In 2015, a research and conservation project was suggested to study and protect spinner dolphins living around Kokopo beach, as this population may be threatened if construction of a new port for larger shipping lanes is initiated.

==Communication links==
The remains of the former capital Rabaul are located some 20 km to the north-west of Kokopo, when using the Kokopo-Rabaul Highway. There are around 4,000 inhabitants in Rabaul, down from over 17,000 before the latest volcanic eruption.

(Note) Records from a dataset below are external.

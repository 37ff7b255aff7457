//! Session gate.
//!
//! There is exactly one authoritative check for "is authenticated": a probe
//! of the seat service with credentials attached. The corporate-domain check
//! on an entered identifier is pure client-side input validation and never
//! substitutes for server verification.

use crate::api::{SeatServiceClient, SessionUser};

/// Outcome of validating an entered identifier locally
#[derive(Debug, Clone, PartialEq, Eq)]
pub enum IdentifierCheck {
    Valid,
    /// Identifier does not contain the corporate domain substring
    Invalid { domain: String },
}

impl IdentifierCheck {
    pub fn is_valid(&self) -> bool {
        matches!(self, IdentifierCheck::Valid)
    }
}

/// Validate an entered identifier against the corporate domain substring,
/// case-insensitively. This blocks submission only; it proves nothing about
/// the session.
pub fn check_identifier(w3_id: &str, domain: &str) -> IdentifierCheck {
    if w3_id.to_lowercase().contains(&domain.to_lowercase()) {
        IdentifierCheck::Valid
    } else {
        IdentifierCheck::Invalid {
            domain: domain.to_string(),
        }
    }
}

/// Result of probing the backend for an authenticated session
#[derive(Debug, Clone, PartialEq, Eq)]
pub enum ProbeOutcome {
    /// The probe succeeded; the session cookie is valid
    Authenticated(SessionUser),
    /// The probe failed; the user must complete the sign-in redirect flow
    Unauthenticated { login_url: String },
}

/// Probe the seat service for an authenticated session.
///
/// The seat-list endpoint is the authoritative check (it requires the
/// session cookie). When it succeeds, `/me` supplies the display identity;
/// if that call fails the locally entered identifier is kept instead.
pub async fn probe(client: &SeatServiceClient, entered_w3_id: &str) -> ProbeOutcome {
    if let Err(e) = client.list_seats().await {
        tracing::warn!("session probe failed: {e}");
        return ProbeOutcome::Unauthenticated {
            login_url: client.login_url(),
        };
    }

    let user = match client.whoami().await {
        Ok(user) => user,
        Err(e) => {
            tracing::warn!("whoami failed, using entered identifier: {e}");
            SessionUser {
                w3_id: entered_w3_id.to_string(),
                name: None,
                email: None,
            }
        }
    };

    ProbeOutcome::Authenticated(user)
}

#[cfg(test)]
mod tests {
    use super::*;

    #[test]
    fn test_identifier_without_domain_is_invalid() {
        assert!(!check_identifier("user@gmail.com", "ibm.com").is_valid());
        assert!(!check_identifier("", "ibm.com").is_valid());
        assert!(!check_identifier("ibm", "ibm.com").is_valid());
    }

    #[test]
    fn test_identifier_with_domain_is_valid() {
        assert!(check_identifier("user@ibm.com", "ibm.com").is_valid());
        assert!(check_identifier("user@in.ibm.com", "ibm.com").is_valid());
    }

    #[test]
    fn test_identifier_check_is_case_insensitive() {
        assert!(check_identifier("USER@IBM.COM", "ibm.com").is_valid());
        assert!(check_identifier("user@ibm.com", "IBM.COM").is_valid());
    }

    #[test]
    fn test_invalid_outcome_carries_domain() {
        match check_identifier("user@gmail.com", "ibm.com") {
            IdentifierCheck::Invalid { domain } => assert_eq!(domain, "ibm.com"),
            IdentifierCheck::Valid => panic!("expected invalid"),
        }
    }
}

Rabaul Airport (also called "Tokua Airport"), one of Papua New Guinea's largest domestic airports, is located a few kilometres east of Kokopo.

==Climate==
Kokopo has a tropical rainforest climate (Köppen Af) with heavy rainfall and hot temperatures year-round.

Climate data for Kokopo
| Month | Jan | Feb | Mar | Apr | May | Jun | Jul | Aug | Sep | Oct | Nov | Dec | Year |
| Mean daily maximum °C (°F) | 30.7 (87.3) | 30.8 (87.4) | 30.6 (87.1) | 30.6 (87.1) | 30.8 (87.4) | 30.6 (87.1) | 29.9 (85.8) | 30.1 (86.2) | 31.0 (87.8) | 31.2 (88.2) | 31.3 (88.3) | 30.8 (87.4) | 30.7 (87.3) |
| Daily mean °C (°F) | 27.0 (80.6) | 27.0 (80.6) | 27.0 (80.6) | 26.9 (80.4) | 27.2 (81.0) | 27.0 (80.6) | 26.5 (79.7) | 26.5 (79.7) | 27.1 (80.8) | 27.2 (81.0) | 27.4 (81.3) | 27.1 (80.8) | 27.0 (80.6) |
| Mean daily minimum °C (°F) | 23.4 (74.1) | 23.3 (73.9) | 23.5 (74.3) | 23.3 (73.9) | 23.6 (74.5) | 23.4 (74.1) | 23.1 (73.6) | 23.0 (73.4) | 23.3 (73.9) | 23.3 (73.9) | 23.5 (74.3) | 23.4 (74.1) | 23.3 (74.0) |
| Average rainfall mm (inches) | 185 (7.3) | 188 (7.4) | 209 (8.2) | 191 (7.5) | 124 (4.9) | 139 (5.5) | 167 (6.6) | 154 (6.1) | 130 (5.1) | 127 (5.0) | 156 (6.1) | 217 (8.5) | 1,987 (78.2) |
Source:

==PNG Hunters==
The Papua New Guinea Hunters (PNG Hunters) are a rugby league football club based in Kokopo. They were established in 2013 and currently compete in the QRL's Intrust Super Cup. The Hunters' home ground is Kalabond Oval in Kokopo and their team colours are red, black and gold.